The complication comes from Unicode standard itself. It is super complicated.

BTW, the LazUtils package can be used also in console programs. Recommended.

Title: Re: more UTF8 confusing
Post by: Bogen85 on February 04, 2023, 03:09:29 pm

Quote from: lazer on February 04, 2023, 09:06:24 am

Wow, I had no idea of vipers next I was walking into just wanting a little twiddly bit on the bottom of the letter c !!!

"little twiddly bit on the bottom of the letter c" likely has to do with that being multiple multi-byte unicode endpoints (as it is part of combined set that is using diacritical markers), and not just a single muli-byte unicode endpoint. (at least that would be my guess).

Quote from: lazer on February 04, 2023, 09:06:24 am

Many thanks to Bogen85 for that full and explicit code sample. I would never have got to that. I'm not even sure I understand the syntax of that procedure in procedure in function thing. I never knew that was possible !

Well, I grabbed what I had that I'd used trying to figure something else out... (and originally not intended to share that code in that form (double nested...), it has do for me, lack of const variables in free pascal plus disconnect between declaration and assignment..., but I digress...)

Glad I could help!

Title: Re: more UTF8 confusing
Post by: Bogen85 on February 04, 2023, 03:22:07 pm

Quote from: JuhaManninen on February 04, 2023, 11:28:56 am

Ideally Lazarus should now start to use the FPC library funcs, but they are done in a very different way.
I looked at :
function Utf8CodePointLen(P: PAnsiChar; MaxLookAhead: SizeInt; IncludeCombiningDiacriticalMarks: Boolean): SizeInt;
It is similar with function UTF8CodepointSize in unit LazUTF8 in package LazUtils.

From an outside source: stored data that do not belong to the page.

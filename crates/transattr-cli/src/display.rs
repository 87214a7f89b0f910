//! Presenting a verdict to the reader.
//!
//! The text presenter renders each notice as a banner followed by its links,
//! with an optional detail card listing the signals behind the outcome. The
//! JSON presenter writes the whole verdict for other tools.

use std::io::Write;

use serde::Serialize;
use transattr_core::notice::DOCS_URL;
use transattr_core::{Notice, Severity, Verdict};

const MAX_LISTED_DATES: usize = 10;

/// Receives the result of a check. Nothing is read back.
pub trait Presenter {
    fn present(&mut self, title: &str, verdict: &Verdict) -> anyhow::Result<()>;
}

/// Banners as plain text.
pub struct TextPresenter<W> {
    out: W,
    details: bool,
}

impl<W: Write> TextPresenter<W> {
    pub fn new(out: W, details: bool) -> Self {
        Self { out, details }
    }

    pub fn into_inner(self) -> W {
        self.out
    }

    fn banner(&mut self, notice: &Notice) -> std::io::Result<()> {
        let label = match notice.severity {
            Severity::Warning => "WARNING",
            Severity::Info => "NOTICE",
        };
        writeln!(self.out, "[{label}] {}", notice.message)?;
        for link in notice.links {
            writeln!(self.out, "  {:<26} {}", link.label, link.url)?;
        }
        writeln!(self.out, "  {:<26} {}", "help", DOCS_URL)?;
        writeln!(self.out)
    }

    fn detail_card(&mut self, verdict: &Verdict) -> std::io::Result<()> {
        writeln!(self.out, "Details")?;
        writeln!(self.out, "  {:<26} {}", "outcome", verdict.outcome.as_str())?;
        writeln!(self.out, "  {:<26} {}", "created_at", verdict.created_at)?;

        if let Some(signals) = verdict.signals {
            writeln!(self.out, "  {:<26} {}", "unattributed_summary", yes_no(signals.unattributed))?;
            writeln!(self.out, "  {:<26} {}", "attributed_summary", yes_no(signals.attributed))?;
        }

        if let Some(report) = &verdict.access_dates {
            writeln!(self.out, "  {:<26} {}", "margin_date", report.margin_date)?;
            writeln!(self.out, "  {:<26} {}", "parsed_access_dates", report.parsed)?;
            let len = report.suspicious.len();
            if len > 0 {
                writeln!(self.out, "  suspicious_access_dates ({len}):")?;
                for date in report.suspicious.iter().take(MAX_LISTED_DATES) {
                    writeln!(self.out, "    {:<30} {}", date.raw, date.date)?;
                }
                if len > MAX_LISTED_DATES {
                    writeln!(self.out, "    ... and {} more", len - MAX_LISTED_DATES)?;
                }
            }
        }

        if let Some(advice) = verdict.template_advice {
            writeln!(self.out, "  {:<26} {:?}", "template_advice", advice)?;
        }
        writeln!(self.out)
    }
}

impl<W: Write> Presenter for TextPresenter<W> {
    fn present(&mut self, title: &str, verdict: &Verdict) -> anyhow::Result<()> {
        if !verdict.outcome.is_reportable() && !self.details {
            return Ok(());
        }
        let notices = verdict.notices();

        writeln!(self.out, "=== {title} ===")?;
        writeln!(self.out)?;
        for notice in &notices {
            self.banner(notice)?;
        }
        if self.details {
            self.detail_card(verdict)?;
        }
        Ok(())
    }
}

/// The verdict plus its notices as one JSON document.
pub struct JsonPresenter<W> {
    out: W,
}

#[derive(Serialize)]
struct Report<'a> {
    title: &'a str,
    #[serde(flatten)]
    verdict: &'a Verdict,
    notices: Vec<Notice>,
}

impl<W: Write> JsonPresenter<W> {
    pub fn new(out: W) -> Self {
        Self { out }
    }

    pub fn into_inner(self) -> W {
        self.out
    }
}

impl<W: Write> Presenter for JsonPresenter<W> {
    fn present(&mut self, title: &str, verdict: &Verdict) -> anyhow::Result<()> {
        let report = Report {
            title,
            verdict,
            notices: verdict.notices(),
        };
        serde_json::to_writer_pretty(&mut self.out, &report)?;
        writeln!(self.out)?;
        Ok(())
    }
}

fn yes_no(b: bool) -> &'static str {
    if b { "yes" } else { "no" }
}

However it has a parameter MaxLookAhead which is used only for checking validity. Why a user should provide such a value? At least it should have a default value.
The parameter IncludeCombiningDiacriticalMarks is wrong in a function called Utf8CodePointLen. A combining diacritical mark is another CodePoint, yet the function name suggests that the length of only one codepoint is returned.
There should be another function called Utf8CharacterLen or similar which returns also combining diacritical marks. Yes, the term "character" can have many meanings in Unicode but this may be the best meaning (a codepoint + its combining diacritical marks).
The LazUtils function UTF8CodepointSize has one parameter and is well optimized. I would not switch it to the FPC's function now.

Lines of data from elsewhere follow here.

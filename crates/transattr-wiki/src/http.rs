//! HTTP client for the MediaWiki Action API.

use std::time::Duration;

use async_trait::async_trait;
use tracing::{debug, info};
use transattr_core::{ArticleSource, RevisionRecord};

use crate::FetchError;
use crate::api::{self, DEFAULT_API_URL, DEFAULT_REVISION_LIMIT, Params};

/// Connection settings for [`WikiClient`].
#[derive(Debug, Clone)]
pub struct WikiConfig {
    /// Like `https://en.wikipedia.org/w/api.php`.
    pub api_url: String,
    pub revision_limit: u32,
    pub timeout: Duration,
    pub user_agent: String,
}

impl Default for WikiConfig {
    fn default() -> Self {
        Self {
            api_url: DEFAULT_API_URL.to_string(),
            revision_limit: DEFAULT_REVISION_LIMIT,
            timeout: Duration::from_secs(30),
            user_agent: format!(
                "transattr/{} (translation attribution checker)",
                env!("CARGO_PKG_VERSION")
            ),
        }
    }
}

/// Read-only Action API client.
pub struct WikiClient {
    client: reqwest::Client,
    api_url: String,
    revision_limit: u32,
}

impl WikiClient {
    /// Build a client. A trailing slash on the API URL is dropped.
    pub fn new(config: WikiConfig) -> Result<Self, FetchError> {
        let client = reqwest::Client::builder()
            .user_agent(config.user_agent)
            .timeout(config.timeout)
            .build()?;
        Ok(Self {
            client,
            api_url: config.api_url.trim_end_matches('/').to_string(),
            revision_limit: config.revision_limit,
        })
    }

    pub fn api_url(&self) -> &str {
        &self.api_url
    }

    async fn get(&self, params: &Params) -> Result<String, FetchError> {
        debug!(url = %self.api_url, ?params, "querying wiki API");
        let resp = self.client.get(&self.api_url).query(params).send().await?;
        let status = resp.status();
        if !status.is_success() {
            let body = resp.text().await.unwrap_or_default();
            return Err(FetchError::Server {
                status: status.as_u16(),
                body,
            });
        }
        Ok(resp.text().await?)
    }

    /// The oldest revision of `title`.
    pub async fn first_revision(&self, title: &str) -> Result<RevisionRecord, FetchError> {
        info!(title, "fetching first revision");
        let body = self.get(&api::first_revision_params(title)).await?;
        api::parse_first_revision(&body, title)
    }

    /// Summaries of the most recent revisions of `title`, newest first.
    pub async fn recent_comments(&self, title: &str) -> Result<Vec<String>, FetchError> {
        info!(title, limit = self.revision_limit, "fetching edit summaries");
        let body = self
            .get(&api::recent_comments_params(title, self.revision_limit))
            .await?;
        let comments = api::parse_comments(&body, title)?;
        info!(count = comments.len(), "fetched edit summaries");
        Ok(comments)
    }

    /// Current wikitext of `title`, `None` if the page does not exist.
    pub async fn page_content(&self, title: &str) -> Result<Option<String>, FetchError> {
        info!(title, "fetching page content");
        let body = self.get(&api::content_params(title)).await?;
        let content = api::parse_content(&body)?;
        if content.is_none() {
            info!(title, "no content found");
        }
        Ok(content)
    }

    /// Namespace number of `title`.
    pub async fn namespace(&self, title: &str) -> Result<i64, FetchError> {
        let body = self.get(&api::page_info_params(title)).await?;
        api::parse_namespace(&body, title)
    }
}

/// One article on a MediaWiki site, as an [`ArticleSource`].
pub struct MediaWikiSource {
    client: WikiClient,
    title: String,
}

impl MediaWikiSource {
    pub fn new(client: WikiClient, title: &str) -> Self {
        Self {
            client,
            title: api::display_title(title),
        }
    }

    pub fn title(&self) -> &str {
        &self.title
    }

    pub fn talk_title(&self) -> String {
        api::talk_page_title(&self.title)
    }

    pub fn client(&self) -> &WikiClient {
        &self.client
    }
}

#[async_trait]
impl ArticleSource for MediaWikiSource {
    type Error = FetchError;

    async fn creation_record(&self) -> Result<RevisionRecord, FetchError> {
        self.client.first_revision(&self.title).await
    }

    async fn edit_summaries(&self) -> Result<Vec<String>, FetchError> {
        self.client.recent_comments(&self.title).await
    }

    async fn article_markup(&self) -> Result<Option<String>, FetchError> {
        self.client.page_content(&self.title).await
    }

    async fn talk_page_markup(&self) -> Result<Option<String>, FetchError> {
        self.client.page_content(&self.talk_title()).await
    }
}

Yes, the MaxLookAhead is odd. It needs to be set high enough to grab all the diacritical markers that are combined with the initial codepoint, so that all codepoints making up the "character" (which is a confusing slighty ambiguous term in Unicode...)

Setting it too low, it won't grab enough, but I've not found that it can be set too high, as it never grabs subsequent endpoints that are not part of the first combined set.

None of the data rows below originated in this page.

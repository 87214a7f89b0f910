//! Action API request parameters and response parsing.
//!
//! All queries use `formatversion=2`, where `query.pages` is an array and a
//! page that does not exist comes back as `{"title": ..., "missing": true}`.
//! Parsing is kept apart from transport so it can be tested on recorded
//! responses.

use chrono::{DateTime, Utc};
use serde::Deserialize;
use transattr_core::RevisionRecord;

use crate::FetchError;

pub const DEFAULT_API_URL: &str = "https://en.wikipedia.org/w/api.php";

/// How many recent revisions to read summaries from.
pub const DEFAULT_REVISION_LIMIT: u32 = 100;

/// Query string pairs for one request.
pub type Params = Vec<(&'static str, String)>;

#[derive(Deserialize)]
struct Response {
    #[serde(default)]
    query: Option<Query>,
    #[serde(default)]
    error: Option<ApiError>,
}

#[derive(Deserialize)]
struct ApiError {
    code: String,
    #[serde(default)]
    info: String,
}

#[derive(Deserialize)]
struct Query {
    #[serde(default)]
    pages: Vec<Page>,
}

#[derive(Deserialize)]
struct Page {
    title: String,
    #[serde(default)]
    ns: i64,
    #[serde(default)]
    missing: bool,
    #[serde(default)]
    invalid: bool,
    #[serde(default)]
    revisions: Vec<Revision>,
}

#[derive(Deserialize)]
struct Revision {
    /// Absent when the summary was suppressed.
    #[serde(default)]
    comment: String,
    #[serde(default)]
    tags: Vec<String>,
    #[serde(default)]
    timestamp: Option<DateTime<Utc>>,
    #[serde(default)]
    slots: Option<Slots>,
}

#[derive(Deserialize)]
struct Slots {
    main: Slot,
}

#[derive(Deserialize)]
struct Slot {
    #[serde(default)]
    content: Option<String>,
}

fn revision_params(title: &str) -> Params {
    vec![
        ("action", "query".into()),
        ("format", "json".into()),
        ("formatversion", "2".into()),
        ("prop", "revisions".into()),
        ("titles", title.into()),
    ]
}

/// The oldest revision: summary, tags and timestamp.
pub fn first_revision_params(title: &str) -> Params {
    let mut params = revision_params(title);
    params.extend([
        ("rvprop", "comment|tags|timestamp".into()),
        ("rvdir", "newer".into()),
        ("rvlimit", "1".into()),
    ]);
    params
}

/// Summaries of the `limit` newest revisions.
pub fn recent_comments_params(title: &str, limit: u32) -> Params {
    let mut params = revision_params(title);
    params.extend([
        ("rvprop", "comment|timestamp".into()),
        ("rvlimit", limit.to_string()),
    ]);
    params
}

/// Current wikitext of the main slot.
pub fn content_params(title: &str) -> Params {
    let mut params = revision_params(title);
    params.extend([("rvprop", "content".into()), ("rvslots", "main".into())]);
    params
}

/// Basic page info, used for the namespace.
pub fn page_info_params(title: &str) -> Params {
    vec![
        ("action", "query".into()),
        ("format", "json".into()),
        ("formatversion", "2".into()),
        ("prop", "info".into()),
        ("titles", title.into()),
    ]
}

/// Title of the talk page belonging to `title`.
///
/// Handles main-namespace titles and drafts (`Draft:X` → `Draft talk:X`).
pub fn talk_page_title(title: &str) -> String {
    match title.strip_prefix("Draft:") {
        Some(rest) => format!("Draft talk:{rest}"),
        None => format!("Talk:{title}"),
    }
}

/// Normalise a title as it appears in a page URL (`Foo_bar` → `Foo bar`).
pub fn display_title(title: &str) -> String {
    title.trim().replace('_', " ")
}

fn single_page(body: &str) -> Result<Option<Page>, FetchError> {
    let response: Response = serde_json::from_str(body)?;
    if let Some(err) = response.error {
        return Err(FetchError::Api {
            code: err.code,
            info: err.info,
        });
    }
    let page = response
        .query
        .and_then(|q| q.pages.into_iter().next())
        .filter(|p| !p.missing && !p.invalid);
    Ok(page)
}

fn existing_page(body: &str, title: &str) -> Result<Page, FetchError> {
    single_page(body)?.ok_or_else(|| FetchError::MissingPage(title.to_string()))
}

/// Parse a [`first_revision_params`] response.
pub fn parse_first_revision(body: &str, title: &str) -> Result<RevisionRecord, FetchError> {
    let page = existing_page(body, title)?;
    let revision = page
        .revisions
        .into_iter()
        .next()
        .ok_or_else(|| FetchError::NoRevisions(page.title.clone()))?;
    let timestamp = revision
        .timestamp
        .ok_or_else(|| FetchError::MissingTimestamp(page.title.clone()))?;
    Ok(RevisionRecord {
        comment: revision.comment,
        tags: revision.tags.into_iter().collect(),
        timestamp,
    })
}

/// Parse a [`recent_comments_params`] response, newest first.
pub fn parse_comments(body: &str, title: &str) -> Result<Vec<String>, FetchError> {
    let page = existing_page(body, title)?;
    Ok(page.revisions.into_iter().map(|r| r.comment).collect())
}

/// Parse a [`content_params`] response. A missing page or revision is `None`.
pub fn parse_content(body: &str) -> Result<Option<String>, FetchError> {
    let content = single_page(body)?
        .and_then(|page| page.revisions.into_iter().next())
        .and_then(|rev| rev.slots)
        .and_then(|slots| slots.main.content);
    Ok(content)
}

/// Parse a [`page_info_params`] response.
pub fn parse_namespace(body: &str, title: &str) -> Result<i64, FetchError> {
    Ok(existing_page(body, title)?.ns)
}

Quote from: JuhaManninen on February 04, 2023, 11:28:56 am

BTW, the LazUtils package can be used also in console programs. Recommended.

I will take a look.

I tend to not use LCL units as I get a lot of warnings/hints from using them (which I always have set to be errors in my compile flags) so to not have to fiddle with using LCL units in a "special" manner I just avoid them and stick with FCL (as I don't get those kinds of warnings/hints from them) and my own units.

Title: Re: more UTF8 confusing
Post by: JuhaManninen on February 04, 2023, 06:16:49 pm

Quote from: Bogen85 on February 04, 2023, 03:22:07 pm

I tend to not use LCL units as I get a lot of warnings/hints from using them (which I always have set to be errors in my compile flags) so to not have to fiddle with using LCL units in a "special" manner I just avoid them and stick with FCL (as I don't get those kinds of warnings/hints from them) and my own units.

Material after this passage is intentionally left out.